Der moderne Antisemitismus erhält durch den Rückgriff auf latent vorhandene antijüdische Bildtraditionen immer wieder neue Nahrung. Wir haben in Kirchen jedoch selten Bilder, die christlichjüdische Beziehungen in wertschätzender Weise weiterdenken und die alten Schmähbilder überformen und neue Denkweisen prägen könnten. Dass es kaum Dialog-Bilder gibt, ist eine echte Lücke. Kunstwettbewerbe wie in Zerbst wären angebracht, dies zu ändern. Andererseits hat man in christlichen Bildwerken einen wahren Schatz an Bildern, die auf gemeinsame biblische Traditionen von Juden und Christen verweisen. Zum Beispiel die Zehn-Gebots-Tafeln, Mose als Stütze der Kanzel, Jona und der Wal am Taufstein, David mit der Harfe, Prophetendarstellungen, die Evangelisten-Tiersymbole (Ez 10,14/Offb 4,6–9) u.v.a.

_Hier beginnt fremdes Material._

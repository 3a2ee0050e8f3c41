//! liveref Attribute Codec
//!
//! Typed attribute sets for the two reference node kinds and their
//! bidirectional mapping to a persisted markup attribute bag.
//!
//! # Core Concepts
//!
//! - [`NodeAttrs`]: typed attribute set backed by a static [`AttrSpec`] table
//! - [`EntityReferenceAttrs`]: one catalog entity plus an insertion-time snapshot
//! - [`FieldProjectionAttrs`]: one field of one entity
//! - [`encode`] / [`decode`]: default-suppressing, legacy-tolerant codec
//!
//! # Example
//!
//! ```rust
//! use liveref_codec::{decode, encode, Alignment, EntityReferenceAttrs};
//!
//! let attrs = EntityReferenceAttrs::new("B07XJ8C8F5").with_alignment(Alignment::Center);
//! let bag = encode(&attrs);
//! assert_eq!(bag.get("data-alignment").map(String::as_str), Some("center"));
//!
//! let back: EntityReferenceAttrs = decode(&bag);
//! assert_eq!(back, attrs);
//! ```

#![deny(missing_docs)]
#![warn(unreachable_pub)]

mod attr;
mod codec;
mod entity;
mod error;
mod projection;

pub use attr::{AttrBag, AttrDefault, AttrKind, AttrSpec, AttrValue, NodeAttrs};
pub use codec::{decode, encode, normalize, parse_bool, parse_number};
pub use entity::{Alignment, CouponType, DisplayStyle, EntityReferenceAttrs};
pub use error::AttrError;
pub use projection::FieldProjectionAttrs;

/// Sealed trait support
#[doc(hidden)]
pub mod __private {
    pub use super::attr::private::Sealed;
}

/// Version of this crate
pub const VERSION: &str = env!("CARGO_PKG_VERSION");
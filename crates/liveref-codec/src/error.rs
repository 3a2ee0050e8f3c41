//! Error types for attribute access

/// Errors writing an attribute through [`NodeAttrs::set`](crate::NodeAttrs::set)
///
/// Decoding never produces these: malformed persisted values fall back to
/// their declared defaults instead.
#[derive(Debug, Clone, PartialEq, thiserror::Error)]
pub enum AttrError {
    /// Attribute name not declared for this node kind
    #[error("unknown attribute: '{0}'")]
    UnknownAttribute(String),

    /// Value shape does not match the declared kind
    #[error("attribute '{name}' expects {expected}, got {actual}")]
    TypeMismatch {
        /// Attribute name
        name: String,
        /// Declared value kind
        expected: &'static str,
        /// Kind of the rejected value
        actual: &'static str,
    },

    /// Text value outside a closed choice set
    #[error("attribute '{name}' does not accept '{value}'")]
    InvalidChoice {
        /// Attribute name
        name: String,
        /// Rejected text
        value: String,
    },
}

impl AttrError {
    /// Create type mismatch error
    pub fn type_mismatch(name: impl Into<String>, expected: &'static str, actual: &'static str) -> Self {
        Self::TypeMismatch {
            name: name.into(),
            expected,
            actual,
        }
    }

    /// Create invalid choice error
    pub fn invalid_choice(name: impl Into<String>, value: impl Into<String>) -> Self {
        Self::InvalidChoice {
            name: name.into(),
            value: value.into(),
        }
    }
}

Allgemein würde ich zum Umgang mit antijüdischen Bildern im Kirchenraum empfehlen:
• Antijüdische Bildwerke erfordern ein distanzierendes Verhalten der Kirchenführenden. Den Bildern muss widersprochen werden, weil sich sonst antisemitische Auffassungen verfestigen und unverantwortlich weitergeführt werden.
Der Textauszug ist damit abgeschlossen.